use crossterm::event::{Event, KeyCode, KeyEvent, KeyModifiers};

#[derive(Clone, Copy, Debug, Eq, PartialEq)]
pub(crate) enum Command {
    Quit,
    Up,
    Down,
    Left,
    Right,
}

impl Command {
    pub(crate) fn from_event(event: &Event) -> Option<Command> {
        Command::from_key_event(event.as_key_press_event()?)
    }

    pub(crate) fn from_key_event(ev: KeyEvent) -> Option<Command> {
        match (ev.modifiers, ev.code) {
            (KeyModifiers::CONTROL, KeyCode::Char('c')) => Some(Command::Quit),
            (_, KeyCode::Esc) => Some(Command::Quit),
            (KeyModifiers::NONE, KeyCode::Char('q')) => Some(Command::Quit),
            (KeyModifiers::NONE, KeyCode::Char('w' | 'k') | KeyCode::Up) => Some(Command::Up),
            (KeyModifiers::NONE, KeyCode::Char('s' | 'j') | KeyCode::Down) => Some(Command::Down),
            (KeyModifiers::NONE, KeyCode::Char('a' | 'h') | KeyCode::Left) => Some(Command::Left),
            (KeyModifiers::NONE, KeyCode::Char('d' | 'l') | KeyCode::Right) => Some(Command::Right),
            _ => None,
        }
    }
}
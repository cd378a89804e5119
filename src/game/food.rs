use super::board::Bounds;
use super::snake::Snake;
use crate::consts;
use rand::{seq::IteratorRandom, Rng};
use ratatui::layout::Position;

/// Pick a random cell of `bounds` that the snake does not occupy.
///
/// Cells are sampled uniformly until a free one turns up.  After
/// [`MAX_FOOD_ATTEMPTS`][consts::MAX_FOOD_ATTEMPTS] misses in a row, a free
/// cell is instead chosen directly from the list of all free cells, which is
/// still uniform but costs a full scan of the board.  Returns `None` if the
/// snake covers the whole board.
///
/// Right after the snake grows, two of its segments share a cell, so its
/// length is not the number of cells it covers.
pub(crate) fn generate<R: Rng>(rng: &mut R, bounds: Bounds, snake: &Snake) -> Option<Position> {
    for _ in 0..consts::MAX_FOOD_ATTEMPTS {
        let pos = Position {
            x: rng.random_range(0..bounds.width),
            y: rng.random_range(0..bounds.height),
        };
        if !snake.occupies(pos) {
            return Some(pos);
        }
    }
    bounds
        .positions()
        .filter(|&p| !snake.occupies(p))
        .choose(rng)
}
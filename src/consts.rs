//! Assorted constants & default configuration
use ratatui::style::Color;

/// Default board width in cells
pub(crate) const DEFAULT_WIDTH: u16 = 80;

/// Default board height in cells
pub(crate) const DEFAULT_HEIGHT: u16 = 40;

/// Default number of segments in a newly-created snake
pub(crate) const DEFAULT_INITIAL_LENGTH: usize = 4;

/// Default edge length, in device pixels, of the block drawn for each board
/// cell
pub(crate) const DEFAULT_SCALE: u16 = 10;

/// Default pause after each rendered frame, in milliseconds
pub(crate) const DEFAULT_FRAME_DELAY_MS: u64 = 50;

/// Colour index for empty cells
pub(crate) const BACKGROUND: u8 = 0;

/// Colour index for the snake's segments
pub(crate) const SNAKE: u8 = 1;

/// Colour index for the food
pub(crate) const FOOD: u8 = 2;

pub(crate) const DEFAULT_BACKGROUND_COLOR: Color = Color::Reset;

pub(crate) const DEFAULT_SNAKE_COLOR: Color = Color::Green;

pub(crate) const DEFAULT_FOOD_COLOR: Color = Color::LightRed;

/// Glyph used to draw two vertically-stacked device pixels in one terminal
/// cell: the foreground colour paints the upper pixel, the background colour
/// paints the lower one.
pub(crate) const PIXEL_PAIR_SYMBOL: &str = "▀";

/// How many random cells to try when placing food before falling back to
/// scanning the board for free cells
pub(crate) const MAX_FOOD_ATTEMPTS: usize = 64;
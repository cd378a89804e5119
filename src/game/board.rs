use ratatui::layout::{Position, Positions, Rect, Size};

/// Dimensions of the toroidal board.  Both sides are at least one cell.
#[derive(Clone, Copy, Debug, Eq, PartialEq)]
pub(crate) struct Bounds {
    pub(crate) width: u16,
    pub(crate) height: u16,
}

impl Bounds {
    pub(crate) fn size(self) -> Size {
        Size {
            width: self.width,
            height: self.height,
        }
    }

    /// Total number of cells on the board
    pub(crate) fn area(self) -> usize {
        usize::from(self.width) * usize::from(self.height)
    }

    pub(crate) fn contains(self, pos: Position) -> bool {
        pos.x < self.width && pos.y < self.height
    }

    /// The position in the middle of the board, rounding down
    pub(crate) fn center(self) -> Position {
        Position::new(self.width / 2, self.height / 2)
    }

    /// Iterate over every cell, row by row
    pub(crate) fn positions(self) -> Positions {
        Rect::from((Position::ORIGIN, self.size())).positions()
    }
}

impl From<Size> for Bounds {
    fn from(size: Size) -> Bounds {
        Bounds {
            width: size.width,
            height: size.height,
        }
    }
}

=-=-=-=-=

What is required
The answer must be every line of the listing that holds the word "super".

Exercise response
use super::board::Bounds;
use super::snake::Snake;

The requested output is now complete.